= Exercise objective =
Go through the data and copy each line where the string "command" appears.

-- Material to process follows --

//! Flow control: the three admission gates in front of the wire.
//!
//! A packet may leave only when (1) the local send window has room, (2)
//! the token bucket holds enough credit for its bytes, and (3) the peer's
//! advertised receive window is not exhausted. Denials are returned, never
//! blocked on; the caller re-arms a timer and retries.

use std::time::Instant;
use thiserror::Error;

/// Which gate refused the packet.
#[derive(Error, Debug, Clone, Copy, PartialEq, Eq)]
pub enum FlowDenial {
    #[error("send window full")]
    WindowFull,

    #[error("token bucket empty, rate limited")]
    RateLimited,

    #[error("peer receive window exhausted")]
    PeerWindowFull,
}

/// Byte-rate pacing bucket.
///
/// Credit refills continuously at `fill_rate` bytes per second up to one
/// eighth of a second of rate. A full bucket admits even a packet larger
/// than its capacity, leaving the level in debt; this keeps oversized
/// packets flowing at low configured rates instead of wedging forever.
#[derive(Debug, Clone)]
struct TokenBucket {
    capacity: f64,
    fill_rate: f64,
    level: f64,
    last_refill: Instant,
}

impl TokenBucket {
    fn new(rate_bps: u64, now: Instant) -> Self {
        let fill_rate = rate_bps as f64 / 8.0;
        let capacity = fill_rate / 8.0;
        TokenBucket {
            capacity,
            fill_rate,
            level: capacity,
            last_refill: now,
        }
    }

    fn set_rate(&mut self, rate_bps: u64, now: Instant) {
        self.refill(now);
        self.fill_rate = rate_bps as f64 / 8.0;
        self.capacity = self.fill_rate / 8.0;
        self.level = self.level.min(self.capacity);
    }

    fn refill(&mut self, now: Instant) {
        let elapsed = now.saturating_duration_since(self.last_refill).as_secs_f64();
        self.level = (self.level + elapsed * self.fill_rate).min(self.capacity);
        self.last_refill = now;
    }

    fn try_consume(&mut self, bytes: usize, now: Instant) -> bool {
        self.refill(now);
        if self.level >= (bytes as f64).min(self.capacity) {
            self.level -= bytes as f64;
            true
        } else {
            false
        }
    }

    /// Seconds until `bytes` worth of credit accrues.
    fn time_until(&mut self, bytes: usize, now: Instant) -> f64 {
        self.refill(now);
        let need = (bytes as f64).min(self.capacity) - self.level;
        if need <= 0.0 {
            0.0
        } else {
            need / self.fill_rate
        }
    }
}

/// Counters exposed by the flow controller. Monotone non-decreasing
/// except `utilisation`, which is instantaneous.
#[derive(Debug, Clone, Copy, Default)]
pub struct FlowStats {
    pub packets_admitted: u64,
    pub bytes_admitted: u64,
    pub rate_limited: u64,
    pub window_full: u64,
    pub peer_window_full: u64,
    pub utilisation: f64,
}

impl FlowStats {
    pub fn as_map(&self) -> Vec<(&'static str, u64)> {
        vec![
            ("flow.packets_admitted", self.packets_admitted),
            ("flow.bytes_admitted", self.bytes_admitted),
            ("flow.rate_limited", self.rate_limited),
            ("flow.window_full", self.window_full),
            ("flow.peer_window_full", self.peer_window_full),
            ("flow.utilisation_pct", (self.utilisation * 100.0) as u64),
        ]
    }
}

pub struct FlowController {
    send_window: u32,
    peer_recv_window: u32,
    in_flight: u32,
    bucket: TokenBucket,
    rate_bps: u64,
    stats: FlowStats,
}

impl FlowController {
    pub fn new(send_window: u32, peer_recv_window: u32, rate_bps: u64, now: Instant) -> Self {
        FlowController {
            send_window,
            peer_recv_window,
            in_flight: 0,
            bucket: TokenBucket::new(rate_bps, now),
            rate_bps,
            stats: FlowStats::default(),
        }
    }

    /// Runs all three gates; on success the packet's bytes are charged and
    /// it counts as in flight.
    pub fn admit(&mut self, packet_bytes: usize, now: Instant) -> Result<(), FlowDenial> {
        if self.in_flight >= self.send_window {
            self.stats.window_full += 1;
            return Err(FlowDenial::WindowFull);
        }
        if self.in_flight >= self.peer_recv_window {
            self.stats.peer_window_full += 1;
            return Err(FlowDenial::PeerWindowFull);
        }
        if !self.bucket.try_consume(packet_bytes, now) {
            self.stats.rate_limited += 1;
            return Err(FlowDenial::RateLimited);
        }
        self.in_flight += 1;
        self.stats.packets_admitted += 1;
        self.stats.bytes_admitted += packet_bytes as u64;
        Ok(())
    }

    /// Retransmissions are paced but do not re-enter the window count
    /// (their sequence is already in flight).
    pub fn admit_retransmit(&mut self, packet_bytes: usize, now: Instant) -> Result<(), FlowDenial> {
        if !self.bucket.try_consume(packet_bytes, now) {
            self.stats.rate_limited += 1;
            return Err(FlowDenial::RateLimited);
        }
        self.stats.bytes_admitted += packet_bytes as u64;
        Ok(())
    }

    /// Cumulative ACK released `acked` packets from flight.
    pub fn on_acked(&mut self, acked: u32) {
        self.in_flight = self.in_flight.saturating_sub(acked);
    }

    /// A packet was abandoned (retransmission cap or TTL); it no longer
    /// occupies the window.
    pub fn on_abandoned(&mut self, count: u32) {
        self.in_flight = self.in_flight.saturating_sub(count);
    }

    /// Loss feedback: multiplicative rate decrease, bucket re-tuned.
    pub fn on_loss(&mut self, now: Instant) {
        self.rate_bps = ((self.rate_bps as f64 * 0.875) as u64).max(1);
        self.bucket.set_rate(self.rate_bps, now);
    }

    /// Adopts the congestion controller's current rate.
    pub fn set_rate(&mut self, rate_bps: u64, now: Instant) {
        self.rate_bps = rate_bps;
        self.bucket.set_rate(rate_bps, now);
    }

    pub fn update_peer_window(&mut self, packets: u32) {
        self.peer_recv_window = packets;
    }

    /// Adopts a new send-window size (from the RTT estimator's
    /// bandwidth-delay sizing).
    pub fn set_send_window(&mut self, packets: u32) {
        self.send_window = packets.max(1);
    }

    pub fn send_window(&self) -> u32 {
        self.send_window
    }

    pub fn in_flight(&self) -> u32 {
        self.in_flight
    }

    pub fn rate_bps(&self) -> u64 {
        self.rate_bps
    }

    /// Delay until the bucket could admit `packet_bytes`, for timer
    /// re-arming after a [`FlowDenial::RateLimited`].
    pub fn pacing_delay(&mut self, packet_bytes: usize, now: Instant) -> std::time::Duration {
        std::time::Duration::from_secs_f64(self.bucket.time_until(packet_bytes, now))
    }

    pub fn stats(&self) -> FlowStats {
        FlowStats {
            utilisation: if self.send_window > 0 {
                self.in_flight as f64 / self.send_window as f64
            } else {
                0.0
            },
            ..self.stats
        }
    }
}

#[cfg(test)]
mod tests {
    use super::*;
    use std::time::Duration;

    fn controller(rate_bps: u64) -> (FlowController, Instant) {
        let now = Instant::now();
        (FlowController::new(8, 8, rate_bps, now), now)
    }

    #[test]
    fn admits_until_window_full() {
        let (mut flow, now) = controller(8_000_000);
        for _ in 0..8 {
            flow.admit(100, now).unwrap();
        }
        assert_eq!(flow.admit(100, now), Err(FlowDenial::WindowFull));
        assert_eq!(flow.stats().window_full, 1);

        flow.on_acked(3);
        assert!(flow.admit(100, now).is_ok());
    }

    #[test]
    fn peer_window_caps_flight() {
        let (mut flow, now) = controller(8_000_000);
        flow.update_peer_window(2);
        flow.admit(100, now).unwrap();
        flow.admit(100, now).unwrap();
        assert_eq!(flow.admit(100, now), Err(FlowDenial::PeerWindowFull));
        assert_eq!(flow.stats().peer_window_full, 1);
    }

    #[test]
    fn full_bucket_admits_oversized_packet_once() {
        // 8000 bps = 1000 bytes/s fill, 125-byte capacity
        let (mut flow, now) = controller(8_000);
        assert!(flow.admit(2_000, now).is_ok());
        assert_eq!(flow.admit(2_000, now), Err(FlowDenial::RateLimited));
        assert_eq!(flow.stats().rate_limited, 1);
    }

    #[test]
    fn bucket_refills_over_time() {
        let (mut flow, now) = controller(8_000); // 1000 bytes/s
        flow.admit(125, now).unwrap();
        assert_eq!(flow.admit(100, now), Err(FlowDenial::RateLimited));

        let later = now + Duration::from_millis(200); // +200 bytes
        assert!(flow.admit(100, later).is_ok());
    }

    #[test]
    fn pacing_delay_estimates_refill() {
        let (mut flow, now) = controller(8_000); // 1000 bytes/s, cap 125
        flow.admit(125, now).unwrap();
        let wait = flow.pacing_delay(100, now);
        assert!(wait > Duration::from_millis(90) && wait <= Duration::from_millis(110));
    }

    #[test]
    fn loss_decays_rate() {
        let (mut flow, now) = controller(1_000_000);
        flow.on_loss(now);
        assert_eq!(flow.rate_bps(), 875_000);
    }

    #[test]
    fn retransmit_skips_window_but_not_bucket() {
        let (mut flow, now) = controller(8_000_000);
        for _ in 0..8 {
            flow.admit(100, now).unwrap();
        }
        // window is full, yet a retransmit may still pass the bucket
        assert!(flow.admit_retransmit(100, now).is_ok());
        assert_eq!(flow.in_flight(), 8);
    }

    #[test]
    fn utilisation_tracks_flight() {
        let (mut flow, now) = controller(8_000_000);
        flow.admit(100, now).unwrap();
        flow.admit(100, now).unwrap();
        assert!((flow.stats().utilisation - 0.25).abs() < 1e-9);
    }
}
//! Stream a file or stdin to an SRT receiver.

use anyhow::Context;
use bytes::Bytes;
use clap::Parser;
use srt_live::{SessionError, SrtSession};
use srt_tools::{display_stats, ToolConfig, TransferOptions};
use std::io::Read;
use std::net::SocketAddr;
use std::path::PathBuf;
use std::time::{Duration, Instant};

#[derive(Parser, Debug)]
#[command(name = "srt-sender")]
#[command(about = "Send a file or stdin over SRT", long_about = None)]
struct Args {
    /// Receiver address (host:port)
    #[arg(short, long)]
    target: SocketAddr,

    /// Local bind address
    #[arg(short, long, default_value = "0.0.0.0:0")]
    bind: SocketAddr,

    /// Input file, '-' for stdin
    #[arg(short, long, default_value = "-")]
    input: String,

    /// Optional TOML configuration file
    #[arg(short, long)]
    config: Option<PathBuf>,

    /// Encryption passphrase (enables AES-256)
    #[arg(short, long)]
    passphrase: Option<String>,

    /// Playback latency in milliseconds
    #[arg(short, long)]
    latency: Option<u32>,

    /// Chunk size per message
    #[arg(long, default_value = "1316")]
    chunk: usize,
}

fn options_from(args: &Args) -> anyhow::Result<TransferOptions> {
    let mut options = match &args.config {
        Some(path) => {
            ToolConfig::from_file(path)
                .with_context(|| format!("loading {}", path.display()))?
                .transfer
        }
        None => TransferOptions::default(),
    };
    if let Some(passphrase) = &args.passphrase {
        options.encryption = "aes256".to_string();
        options.passphrase = Some(passphrase.clone());
    }
    if let Some(latency) = args.latency {
        options.latency_ms = latency;
    }
    Ok(options)
}

fn open_input(input: &str) -> anyhow::Result<Box<dyn Read>> {
    if input == "-" {
        Ok(Box::new(std::io::stdin()))
    } else {
        let file = std::fs::File::open(input).with_context(|| format!("opening {input}"))?;
        Ok(Box::new(std::io::BufReader::new(file)))
    }
}

fn main() -> anyhow::Result<()> {
    tracing_subscriber::fmt()
        .with_env_filter(tracing_subscriber::EnvFilter::from_default_env())
        .init();

    let args = Args::parse();
    let options = options_from(&args)?;
    let stats_interval = Duration::from_secs(options.stats_interval_secs.max(1));
    let config = options.to_srt_config()?;

    tracing::info!(target = %args.target, "connecting");
    let session = SrtSession::connect(args.bind, args.target, config)?;
    tracing::info!("connected");

    let mut reader = open_input(&args.input)?;
    let mut buf = vec![0u8; args.chunk];
    let mut last_stats = Instant::now();

    loop {
        let read = reader.read(&mut buf)?;
        if read == 0 {
            break;
        }
        let mut payload = Bytes::copy_from_slice(&buf[..read]);
        loop {
            match session.send(payload) {
                Ok(()) => break,
                Err(SessionError::WouldBlock) => {
                    std::thread::sleep(Duration::from_millis(5));
                    payload = Bytes::copy_from_slice(&buf[..read]);
                }
                Err(err) => return Err(err.into()),
            }
        }

        if last_stats.elapsed() >= stats_interval {
            println!("{}", display_stats(&session.stats()));
            last_stats = Instant::now();
        }
    }

    // give the retransmission machinery a moment to settle
    std::thread::sleep(Duration::from_millis(200));
    println!("{}", display_stats(&session.stats()));
    session.close();
    Ok(())
}
//! Network support for the SRT stack.
//!
//! A thin UDP wrapper exposing the operations the reactor needs: bind,
//! fix a peer, send, and receive with a bounded wait.

pub mod socket;

pub use socket::{SocketError, UdpEndpoint};
use bytes::Bytes;
use criterion::{black_box, criterion_group, criterion_main, Criterion, Throughput};
use srt_proto::handshake::{Extension, HandshakeBody, HandshakeType, SRT_VERSION};
use srt_proto::{DataHeader, DataPacket, KeyFlag, MessageNumber, Packet, PacketPosition, SeqNumber};

fn sample_packet() -> DataPacket {
    DataPacket {
        header: DataHeader {
            seq: SeqNumber::new(1000),
            position: PacketPosition::Only,
            ordered: true,
            key_flag: KeyFlag::None,
            retransmitted: false,
            message: MessageNumber::new(100),
            timestamp: 5000,
            dest_socket_id: 9999,
        },
        payload: Bytes::from(vec![0u8; 1316]),
    }
}

fn bench_data_encode(c: &mut Criterion) {
    let packet = sample_packet();
    let mut group = c.benchmark_group("data_packet");
    group.throughput(Throughput::Bytes(packet.size() as u64));
    group.bench_function("encode", |b| {
        b.iter(|| black_box(black_box(&packet).encode()));
    });
    group.finish();
}

fn bench_data_decode(c: &mut Criterion) {
    let wire = sample_packet().encode();
    c.bench_function("data_packet_decode", |b| {
        b.iter(|| black_box(Packet::decode(black_box(&wire)).unwrap()));
    });
}

fn bench_handshake_codec(c: &mut Criterion) {
    let body = HandshakeBody {
        version: SRT_VERSION,
        encryption_field: 2,
        extension_field: 0,
        initial_seq: SeqNumber::new(42),
        mtu: 1500,
        max_flow_window: 8192,
        handshake_type: HandshakeType::Conclusion,
        socket_id: 7,
        peer_ip: [0u8; 16],
        extensions: vec![
            Extension::SrtVersion(SRT_VERSION),
            Extension::Flags(1),
            Extension::TsbpdDelay(120_000),
            Extension::PeerLatency(120_000),
            Extension::KeySalt([9u8; 16]),
        ],
    };

    c.bench_function("handshake_encode", |b| {
        b.iter(|| black_box(black_box(&body).encode()));
    });
    let wire = body.encode();
    c.bench_function("handshake_decode", |b| {
        b.iter(|| black_box(HandshakeBody::decode(black_box(&wire)).unwrap()));
    });
}

fn bench_sequence_ops(c: &mut Criterion) {
    let a = SeqNumber::new(0x7FFF_FFF0);
    let b_seq = SeqNumber::new(16);
    c.bench_function("seq_offset_across_wrap", |b| {
        b.iter(|| black_box(black_box(a).offset_to(black_box(b_seq))));
    });
}

criterion_group!(
    benches,
    bench_data_encode,
    bench_data_decode,
    bench_handshake_codec,
    bench_sequence_ops
);
criterion_main!(benches);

-- Material to process concluded --

= Your solution =
#[command(name = "srt-sender")]
#[command(about = "Send a file or stdin over SRT", long_about = None)]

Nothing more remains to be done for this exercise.